=== Begin Enclosure ===

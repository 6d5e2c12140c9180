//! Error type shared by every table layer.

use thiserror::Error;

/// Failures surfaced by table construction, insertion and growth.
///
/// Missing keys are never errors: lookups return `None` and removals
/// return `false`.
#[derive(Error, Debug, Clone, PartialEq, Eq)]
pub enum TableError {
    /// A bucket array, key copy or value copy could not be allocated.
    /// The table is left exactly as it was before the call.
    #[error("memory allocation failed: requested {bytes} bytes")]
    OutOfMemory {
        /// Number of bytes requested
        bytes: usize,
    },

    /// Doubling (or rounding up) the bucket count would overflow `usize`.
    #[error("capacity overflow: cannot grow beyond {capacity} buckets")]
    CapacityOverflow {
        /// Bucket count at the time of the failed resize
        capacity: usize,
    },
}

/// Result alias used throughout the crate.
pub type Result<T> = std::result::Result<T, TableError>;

=== End Enclosure ===
=== Begin Enclosure ===

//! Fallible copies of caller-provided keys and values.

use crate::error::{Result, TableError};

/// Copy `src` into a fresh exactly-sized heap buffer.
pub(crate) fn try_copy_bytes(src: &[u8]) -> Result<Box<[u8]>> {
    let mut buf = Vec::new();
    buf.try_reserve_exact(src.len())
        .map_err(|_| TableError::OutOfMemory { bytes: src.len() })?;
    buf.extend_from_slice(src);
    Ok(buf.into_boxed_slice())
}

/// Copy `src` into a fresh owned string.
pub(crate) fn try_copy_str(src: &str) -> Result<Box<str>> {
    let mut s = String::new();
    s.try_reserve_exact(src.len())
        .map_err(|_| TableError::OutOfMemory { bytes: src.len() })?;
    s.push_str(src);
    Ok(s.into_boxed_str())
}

=== End Enclosure ===
=== Begin Enclosure ===

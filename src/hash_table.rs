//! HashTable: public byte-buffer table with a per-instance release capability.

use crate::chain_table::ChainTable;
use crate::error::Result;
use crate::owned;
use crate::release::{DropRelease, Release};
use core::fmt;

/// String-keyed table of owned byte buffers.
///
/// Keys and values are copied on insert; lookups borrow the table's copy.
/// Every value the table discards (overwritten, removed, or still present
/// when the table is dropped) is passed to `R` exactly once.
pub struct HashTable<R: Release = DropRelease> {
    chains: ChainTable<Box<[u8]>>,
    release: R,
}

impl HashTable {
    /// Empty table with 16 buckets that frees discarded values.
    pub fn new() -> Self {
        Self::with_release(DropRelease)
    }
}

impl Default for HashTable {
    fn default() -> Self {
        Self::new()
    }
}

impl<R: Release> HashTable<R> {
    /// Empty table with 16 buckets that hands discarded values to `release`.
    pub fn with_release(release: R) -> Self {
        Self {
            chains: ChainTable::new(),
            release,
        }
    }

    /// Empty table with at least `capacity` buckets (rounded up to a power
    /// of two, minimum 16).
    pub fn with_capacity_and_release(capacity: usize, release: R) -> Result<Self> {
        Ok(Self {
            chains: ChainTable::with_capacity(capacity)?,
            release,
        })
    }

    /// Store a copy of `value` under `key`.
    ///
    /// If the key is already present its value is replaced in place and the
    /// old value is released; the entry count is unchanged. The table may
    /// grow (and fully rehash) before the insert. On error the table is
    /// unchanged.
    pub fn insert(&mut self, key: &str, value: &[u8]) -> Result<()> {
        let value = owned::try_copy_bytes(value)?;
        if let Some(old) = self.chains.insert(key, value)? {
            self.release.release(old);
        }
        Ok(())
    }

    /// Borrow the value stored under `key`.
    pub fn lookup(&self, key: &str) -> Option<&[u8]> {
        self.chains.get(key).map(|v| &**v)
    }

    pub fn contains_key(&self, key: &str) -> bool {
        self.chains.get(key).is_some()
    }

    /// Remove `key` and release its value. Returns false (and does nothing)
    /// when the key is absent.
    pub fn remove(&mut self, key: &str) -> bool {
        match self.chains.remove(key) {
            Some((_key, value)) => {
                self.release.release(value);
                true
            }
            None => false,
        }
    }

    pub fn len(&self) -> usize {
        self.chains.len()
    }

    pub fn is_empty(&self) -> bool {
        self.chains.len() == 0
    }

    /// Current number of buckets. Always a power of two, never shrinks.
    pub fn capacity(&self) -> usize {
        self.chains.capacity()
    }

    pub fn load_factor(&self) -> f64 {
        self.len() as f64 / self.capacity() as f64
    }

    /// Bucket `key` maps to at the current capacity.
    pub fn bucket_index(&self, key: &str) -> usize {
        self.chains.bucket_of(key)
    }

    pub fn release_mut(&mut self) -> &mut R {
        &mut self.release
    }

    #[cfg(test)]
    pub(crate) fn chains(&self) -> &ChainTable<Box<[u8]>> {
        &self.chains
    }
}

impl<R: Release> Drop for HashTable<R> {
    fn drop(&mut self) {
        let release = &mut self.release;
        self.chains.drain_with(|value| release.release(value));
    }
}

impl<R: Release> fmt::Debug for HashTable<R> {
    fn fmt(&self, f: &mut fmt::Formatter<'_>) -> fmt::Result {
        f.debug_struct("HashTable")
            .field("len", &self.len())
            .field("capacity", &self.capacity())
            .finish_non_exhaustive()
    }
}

=== End Enclosure ===

* _Problem to work on_: Working from the material above, restate word for word the lines between the line with "repository 6d5e2c12140c9180" and the line with "pub enum TableError", both included, and only those.

* _Completed exercise_:
repository 6d5e2c12140c9180
//! Error type shared by every table layer.

use thiserror::Error;

/// Failures surfaced by table construction, insertion and growth.
///
/// Missing keys are never errors: lookups return `None` and removals
/// return `false`.
#[derive(Error, Debug, Clone, PartialEq, Eq)]
pub enum TableError {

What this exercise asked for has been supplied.